The growth, morbidity, and mortality findings in this study emphasize the heightened vulnerability of the HIV-uninfected infants and HIV-infected children born to HIV-infected women. The growth findings highlight the need for early nutritional monitoring, counseling, and support for HIV-exposed infants in RLS to reduce mortality and the risk of failure to thrive. Nutritional supplementation should be directed toward those with growth faltering or overt undernutrition. There is a critical need for early identification of the HIV-infected infants in the first several months of life, followed by rapid introduction of ARVs for infected infants to reduce the high mortality of the HIV-infected children.21
Given the availability of donor funding for both pediatric and adult ARV and increased availability of polymerase chain reaction diagnostics for early infant HIV diagnosis, there is cause for optimism that major improvements in under 5-year survival can be achieved in the next several years among the HIV-infected children in RLS such as Uganda. Early detection and aggressive management of pneumonia and diarrhea in HIV-infected children will also go a long way in reducing mortality in this population.

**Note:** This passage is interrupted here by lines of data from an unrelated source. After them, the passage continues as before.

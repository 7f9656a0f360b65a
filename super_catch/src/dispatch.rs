//! Fault dispatcher.
//!
//! [`handle_fault`] is the `sa_sigaction` entry point registered for every
//! intercepted signal. It runs on the faulting thread, possibly on its
//! alternate signal stack, and is restricted to async-signal-safe work:
//! a TLS load, an atomic swap, plain stores into the checkpoint, and
//! either `siglongjmp` or the fallback below. Nothing here allocates,
//! locks or formats.
//!
//! # Fallback
//!
//! When the thread has no armed checkpoint the previous disposition of the
//! signal is restored, so the process behaves as if it had never been
//! installed:
//!
//! - a previous `SIG_IGN` keeps the signal ignored, except for
//!   kernel-generated synchronous faults, which cannot be ignored and get
//!   `SIG_DFL` instead;
//! - kernel-generated `SIGSEGV`/`SIGBUS`/`SIGILL`/`SIGFPE` return from the
//!   handler so the faulting instruction re-executes under the restored
//!   disposition with a genuine `siginfo_t`;
//! - everything else is re-raised and delivered once the handler returns.

use crate::chain;
use crate::debug::signal_safe_note;
use crate::install;
use crate::jmp::siglongjmp;
use nix::sys::signal::{SaFlags, SigAction, SigHandler, SigSet, Signal, raise, sigaction};
use std::ffi::{c_int, c_void};
use std::ptr;
use std::sync::atomic::{Ordering, compiler_fence};
use super_catch_common::fault::{AccessKind, Fault};

/// Plain-old-data snapshot of one delivered fault.
///
/// Written by the dispatcher into the checkpoint it is about to resume,
/// read back by the protected scope after the jump.
#[derive(Debug, Clone, Copy, PartialEq, Eq)]
#[repr(C)]
pub struct FaultRecord {
    /// Delivered signal number. `0` only in [`FaultRecord::EMPTY`].
    pub signal: i32,
    /// `si_code`: positive when generated by the kernel, `<= 0` when sent
    /// by `kill`, `raise`, `sigqueue` or a timer.
    pub code: i32,
    /// Faulting data address, for kernel-generated `SIGSEGV`/`SIGBUS`.
    pub data_address: Option<usize>,
    /// Program counter at the time of the fault, where the platform's
    /// `ucontext_t` exposes it.
    pub instruction_address: Option<usize>,
    /// Attempted access, for access violations on platforms that report it.
    pub access: Option<AccessKind>,
}

impl FaultRecord {
    /// No fault delivered.
    pub const EMPTY: FaultRecord = FaultRecord {
        signal: 0,
        code: 0,
        data_address: None,
        instruction_address: None,
        access: None,
    };

    /// Whether this record carries a delivered fault.
    pub fn is_empty(&self) -> bool {
        self.signal == 0
    }

    /// Fault kind of the delivered signal.
    pub fn fault(&self) -> Fault {
        Fault::from_signal(self.signal)
    }

    /// Whether the fault came from the CPU/kernel rather than a process.
    pub fn is_kernel_generated(&self) -> bool {
        self.code > 0
    }
}

impl Default for FaultRecord {
    fn default() -> Self {
        Self::EMPTY
    }
}

/// Signal entry point registered by the installer.
pub(crate) extern "C" fn handle_fault(
    signal: c_int,
    info: *mut libc::siginfo_t,
    context: *mut c_void,
) {
    signal_safe_note(b"super_catch: dispatcher entered for signal ", signal);

    let head = chain::head();
    // SAFETY: a non-null head is this thread's live checkpoint; only this
    // thread ever touches it, and the scope that owns it is still on the
    // stack below us.
    if !head.is_null() && unsafe { (*head).try_claim() } {
        // SAFETY: info and context come straight from the kernel.
        let record = unsafe { capture(signal, info, context) };
        unsafe {
            ptr::write_volatile(&raw mut (*head).record, record);
        }
        compiler_fence(Ordering::SeqCst);
        signal_safe_note(b"super_catch: resuming checkpoint with ", signal);
        // Signal numbers are always positive, so the resume value never
        // collides with NORMAL_COMPLETION.
        // SAFETY: the checkpoint is claimed, so its resume point is valid
        // and its frame is still live.
        unsafe { siglongjmp(&raw mut (*head).resume_point, signal) };
    }

    // SAFETY: info is null or points at the kernel's siginfo_t.
    unsafe { fall_back(signal, info) };
}

/// Default-disposition path for a fault with no armed checkpoint.
unsafe fn fall_back(signal: c_int, info: *const libc::siginfo_t) {
    signal_safe_note(b"super_catch: no active scope, falling back for signal ", signal);

    let Ok(sig) = Signal::try_from(signal) else {
        return;
    };

    // SAFETY: caller contract.
    let kernel_generated = !info.is_null() && unsafe { (*info).si_code } > 0;
    let reexecutes = kernel_generated && Fault::from_signal(signal).refaults_on_return();

    let default = SigAction::new(SigHandler::SigDfl, SaFlags::empty(), SigSet::empty());
    let previous = install::previous_action(signal).unwrap_or(default);
    let restored = match previous.handler() {
        SigHandler::SigIgn if kernel_generated => default,
        SigHandler::SigIgn => return,
        _ => previous,
    };

    // SAFETY: restores a disposition that was valid when it was recorded.
    let _ = unsafe { sigaction(sig, &restored) };

    if !reexecutes {
        let _ = raise(sig);
    }
}

/// Snapshot `siginfo_t` and `ucontext_t` into a [`FaultRecord`].
///
/// # Safety
///
/// `info` and `context` must be null or the pointers the kernel passed to
/// the handler.
pub(crate) unsafe fn capture(
    signal: c_int,
    info: *const libc::siginfo_t,
    context: *const c_void,
) -> FaultRecord {
    let mut record = FaultRecord {
        signal,
        ..FaultRecord::EMPTY
    };
    if info.is_null() {
        return record;
    }

    // SAFETY: non-null siginfo_t from the kernel.
    let (code, si_addr) = unsafe { ((*info).si_code, (*info).si_addr() as usize) };
    record.code = code;
    let kernel_generated = code > 0;

    // SAFETY: caller contract.
    let pc = unsafe { program_counter(context) };
    record.instruction_address = pc.or_else(|| {
        // si_addr is the faulting instruction for these two.
        (kernel_generated && matches!(signal, libc::SIGILL | libc::SIGFPE)).then_some(si_addr)
    });

    if kernel_generated && Fault::from_signal(signal).is_access_violation() {
        record.data_address = Some(si_addr);
        // SAFETY: caller contract.
        record.access = unsafe { access_kind(context) }.or_else(|| {
            // An instruction fetch faults at the program counter itself.
            (pc == Some(si_addr)).then_some(AccessKind::Execute)
        });
    }

    record
}

#[cfg(all(target_os = "linux", target_arch = "x86_64"))]
unsafe fn program_counter(context: *const c_void) -> Option<usize> {
    if context.is_null() {
        return None;
    }
    // SAFETY: the kernel passes a ucontext_t.
    let uc = unsafe { &*context.cast::<libc::ucontext_t>() };
    Some(uc.uc_mcontext.gregs[libc::REG_RIP as usize] as usize)
}

#[cfg(all(target_os = "linux", target_arch = "aarch64"))]
unsafe fn program_counter(context: *const c_void) -> Option<usize> {
    if context.is_null() {
        return None;
    }
    // SAFETY: the kernel passes a ucontext_t.
    let uc = unsafe { &*context.cast::<libc::ucontext_t>() };
    Some(uc.uc_mcontext.pc as usize)
}

#[cfg(all(target_os = "macos", target_arch = "x86_64"))]
unsafe fn program_counter(context: *const c_void) -> Option<usize> {
    if context.is_null() {
        return None;
    }
    // SAFETY: the kernel passes a ucontext_t whose mcontext pointer is
    // either null or valid for the duration of the handler.
    unsafe {
        let uc = &*context.cast::<libc::ucontext_t>();
        if uc.uc_mcontext.is_null() {
            return None;
        }
        Some((*uc.uc_mcontext).__ss.__rip as usize)
    }
}

#[cfg(all(target_os = "macos", target_arch = "aarch64"))]
unsafe fn program_counter(context: *const c_void) -> Option<usize> {
    if context.is_null() {
        return None;
    }
    // SAFETY: as above.
    unsafe {
        let uc = &*context.cast::<libc::ucontext_t>();
        if uc.uc_mcontext.is_null() {
            return None;
        }
        Some((*uc.uc_mcontext).__ss.__pc as usize)
    }
}

#[cfg(not(any(
    all(target_os = "linux", target_arch = "x86_64"),
    all(target_os = "linux", target_arch = "aarch64"),
    all(target_os = "macos", target_arch = "x86_64"),
    all(target_os = "macos", target_arch = "aarch64"),
)))]
unsafe fn program_counter(_context: *const c_void) -> Option<usize> {
    None
}

// x86 page-fault error code bits.
#[cfg(target_arch = "x86_64")]
const PF_WRITE: u64 = 0x2;
#[cfg(target_arch = "x86_64")]
const PF_INSTR: u64 = 0x10;

#[cfg(target_arch = "x86_64")]
fn access_from_error_code(err: u64) -> AccessKind {
    if err & PF_INSTR != 0 {
        AccessKind::Execute
    } else if err & PF_WRITE != 0 {
        AccessKind::Write
    } else {
        AccessKind::Read
    }
}

#[cfg(all(target_os = "linux", target_arch = "x86_64"))]
unsafe fn access_kind(context: *const c_void) -> Option<AccessKind> {
    if context.is_null() {
        return None;
    }
    // SAFETY: the kernel passes a ucontext_t.
    let uc = unsafe { &*context.cast::<libc::ucontext_t>() };
    Some(access_from_error_code(
        uc.uc_mcontext.gregs[libc::REG_ERR as usize] as u64,
    ))
}

#[cfg(all(target_os = "macos", target_arch = "x86_64"))]
unsafe fn access_kind(context: *const c_void) -> Option<AccessKind> {
    if context.is_null() {
        return None;
    }
    // SAFETY: as in program_counter.
    unsafe {
        let uc = &*context.cast::<libc::ucontext_t>();
        if uc.uc_mcontext.is_null() {
            return None;
        }
        Some(access_from_error_code(u64::from((*uc.uc_mcontext).__es.__err)))
    }
}

#[cfg(not(any(
    all(target_os = "linux", target_arch = "x86_64"),
    all(target_os = "macos", target_arch = "x86_64"),
)))]
unsafe fn access_kind(_context: *const c_void) -> Option<AccessKind> {
    None
}

#[cfg(test)]
mod tests {
    use super::*;

    #[test]
    fn empty_record() {
        assert!(FaultRecord::EMPTY.is_empty());
        assert_eq!(FaultRecord::default(), FaultRecord::EMPTY);
        assert!(!FaultRecord::EMPTY.is_kernel_generated());
    }

    #[test]
    fn capture_without_siginfo_keeps_signal_only() {
        // SAFETY: null pointers are accepted.
        let record = unsafe { capture(libc::SIGABRT, ptr::null(), ptr::null()) };
        assert_eq!(record.signal, libc::SIGABRT);
        assert_eq!(record.fault(), Fault::ProcessAbort);
        assert_eq!(record.data_address, None);
        assert_eq!(record.instruction_address, None);
    }

    #[test]
    fn user_sent_signal_has_no_addresses() {
        // SAFETY: all-zero siginfo_t is a valid value.
        let mut info: libc::siginfo_t = unsafe { std::mem::zeroed() };
        info.si_signo = libc::SIGSEGV;
        info.si_code = 0; // SI_USER
        // SAFETY: info is a live siginfo_t, context is null.
        let record = unsafe { capture(libc::SIGSEGV, &info, ptr::null()) };
        assert_eq!(record.fault(), Fault::InvalidMemoryAccess);
        assert!(!record.is_kernel_generated());
        assert_eq!(record.data_address, None);
        assert_eq!(record.access, None);
    }

    #[cfg(target_arch = "x86_64")]
    #[test]
    fn page_fault_error_bits() {
        assert_eq!(access_from_error_code(0x4), AccessKind::Read);
        assert_eq!(access_from_error_code(0x6), AccessKind::Write);
        assert_eq!(access_from_error_code(0x15), AccessKind::Execute);
    }
}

Careful attention must also be given to providing comprehensive long-term quality care to HIV-exposed uninfected children, who represent an extremely vulnerable population of children. Maternal child health clinics in high prevalence RLS should (1) emphasize early identification of HIV exposed but uninfected infants; (2) train clinic staff to routinely carry out low cost growth monitoring including the plotting and review of growth charts; (3) provide early nutritional interventions for uninfected infants and children who demonstrate a drop off in their growth parameters; (4) ensure high levels of immunization through regular attendance at well child clinics; (5) offer cotrimoxazole to all HIV-exposed infants in the first year of life; and (6) provide timely treatment for acute pediatric illnesses such as malaria, diarrhea, and pneumonia, which contribute significantly to morbidity and mortality in this group. To achieve this, international donor funding in concert within country resources will be required to strengthen the overall maternal child health infrastructure in most RLSs.